The main thing to know is that single-feature top-context labeling plus single steering in SAEs can miss how features behave when combined, and the authors supply a simple pairwise matrix method to check for those gaps across coefficient sweeps and joint conditions. They demonstrate this on Qwen3 and replicate on Gemma, plus a pipeline hit on Llama-3.1. The concrete findings include an inverted U-shape on one feature that flips from disclaimer to contemplative voice at high positive strength, three near-orthogonal features whose joint negative suppression at c=-500 breaks grounded composition on recipes and explanations while single suppression leaves those intact, and a matched-geometry test where single-feature, joint, and random-direction perturbations at similar norm and cosine produce three different output regimes. Coherence loss tracks the direction pattern rather than magnitude alone, and the control shows clear CI separation. These patterns hold across models with some model-specific signatures. The protocol and the joint-suppression demonstrations are the actual new pieces; prior SAE work has not used this co-variation of coefficient and joint condition in the same way. The replications and the geometry-matched random controls are better than the usual SAE interpretability note that stops at top contexts and one steer. The soft spot sits in the causal reading. The distinct regimes under joint suppression could arise from how the summed vector hits transformer nonlinearities or residual SAE correlations, even with the first-order geometry control in place. The paper does not report higher-order statistics on the joint vector or test the same setup with a second SAE dictionary on one model, so alternative explanations remain open. This is aimed at people already running SAEs for feature labeling and steering in LLM interpretability. Readers who want practical ways to strengthen validation will find the protocol worth trying on their own setups. It has enough new method, replicated evidence, and thoughtful controls to deserve a serious referee, though the referees will likely press for expanded methods details and extra checks on the joint vector. I would send it to peer review.

Referee Report

2 major / 1 minor

Summary. The manuscript proposes a pairwise matrix protocol for sparse autoencoders that co-varies steering coefficients with joint feature conditions. It claims that single-feature inspection mislabels causal axes, as shown by three findings replicated on Qwen3-1.7B-Instruct and Gemma-2-2B-it: an inverted U-shape under coefficient sweep for a feature labeled 'AI self-disclaimer'; joint suppression at c=-500 of three near-orthogonal cluster-specific features damaging grounded composition on recipes, engine explanations, and introspective prompts while single-feature suppression at the same magnitude leaves controls intact; and distinct output regimes (single-feature substitutes strategy filler, random direction substitutes diverse content, joint produces placeholder text) in a matched-geometry comparison (norm ~1.55, cosine ~0.64) where coherence loss is direction-pattern-dependent rather than magnitude-dependent. A pipeline also identifies a top causally responsible feature in Llama-3.1-8B-Instruct.

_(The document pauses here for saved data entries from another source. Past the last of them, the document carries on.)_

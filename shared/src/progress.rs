use serde::Serialize;

use crate::error::StatsError;
use crate::level::{MAX_LEVEL, experience_for_level, level_from_experience, validate_experience};

/// Position of an experience value within its level.
#[derive(Debug, Clone, Copy, PartialEq, Serialize)]
pub struct Progress {
    pub level: u32,
    /// Experience earned since reaching `level`.
    pub current_xp: f64,
    /// Width of the current level, i.e. experience between `level` and `level + 1`.
    pub xp_to_next: f64,
    /// Experience still missing before the next level.
    pub xp_remaining: f64,
    /// Completion of the current level, 0..=100.
    pub percent: f64,
}

impl Progress {
    pub fn is_maxed(&self) -> bool {
        self.level >= MAX_LEVEL
    }
}

pub fn progress(xp: f64) -> Result<Progress, StatsError> {
    let xp = validate_experience(xp)?;
    let level = level_from_experience(xp)?;
    let floor = experience_for_level(level).ok_or(StatsError::InvalidLevel(level))?;
    let current_xp = (xp - floor).max(0.0);

    // No threshold exists past the last level.
    let Some(next) = experience_for_level(level + 1) else {
        return Ok(Progress {
            level,
            current_xp,
            xp_to_next: 0.0,
            xp_remaining: 0.0,
            percent: 100.0,
        });
    };

    let xp_to_next = next - floor;
    let percent = (current_xp / xp_to_next * 100.0).clamp(0.0, 100.0);
    Ok(Progress {
        level,
        current_xp,
        xp_to_next,
        xp_remaining: (xp_to_next - current_xp).max(0.0),
        percent,
    })
}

Significance. If the results hold, this work is significant for mechanistic interpretability because it provides concrete evidence that standard top-context labeling plus single-feature steering can miss causal structure, and it demonstrates the utility of joint analysis via explicit controls (random directions, single vs. joint, coefficient sweeps) and cross-model replication with CI separation by ~10x on the matched-geometry control. The direction-pattern dependence of coherence loss offers a falsifiable distinction that could improve steering experiment design.

major comments (2)

[matched-geometry comparison] The central claim that distinct output regimes demonstrate mislabeling of causal axes rests on the matched-geometry comparison of single-feature, joint, and random-direction perturbations. This control matches only first-order geometry (norm ~1.55, cosine ~0.64) but does not report higher-order statistics of the joint vector or test survival of the effect under a different SAE dictionary on the same model, so the observed differences could arise from SAE-model interactions or residual correlations rather than mislabeled axes.
[Abstract and replication statements] The abstract states that replication across Qwen3-1.7B-Instruct and Gemma-2-2B-it plus a pipeline result on Llama-3.1-8B-Instruct shows CI separation on the matched-geometry control, yet no methods, data, error bars, or exclusion criteria are visible. This absence is load-bearing for evaluating whether the three findings (inverted U-shape, joint-damage effect, and regime separation) are robust.

minor comments (1)

[Abstract] The exact construction of the 'pairwise matrices' (how coefficients are co-varied with joint conditions) is referenced but not formalized in the abstract, which may hinder immediate reproducibility.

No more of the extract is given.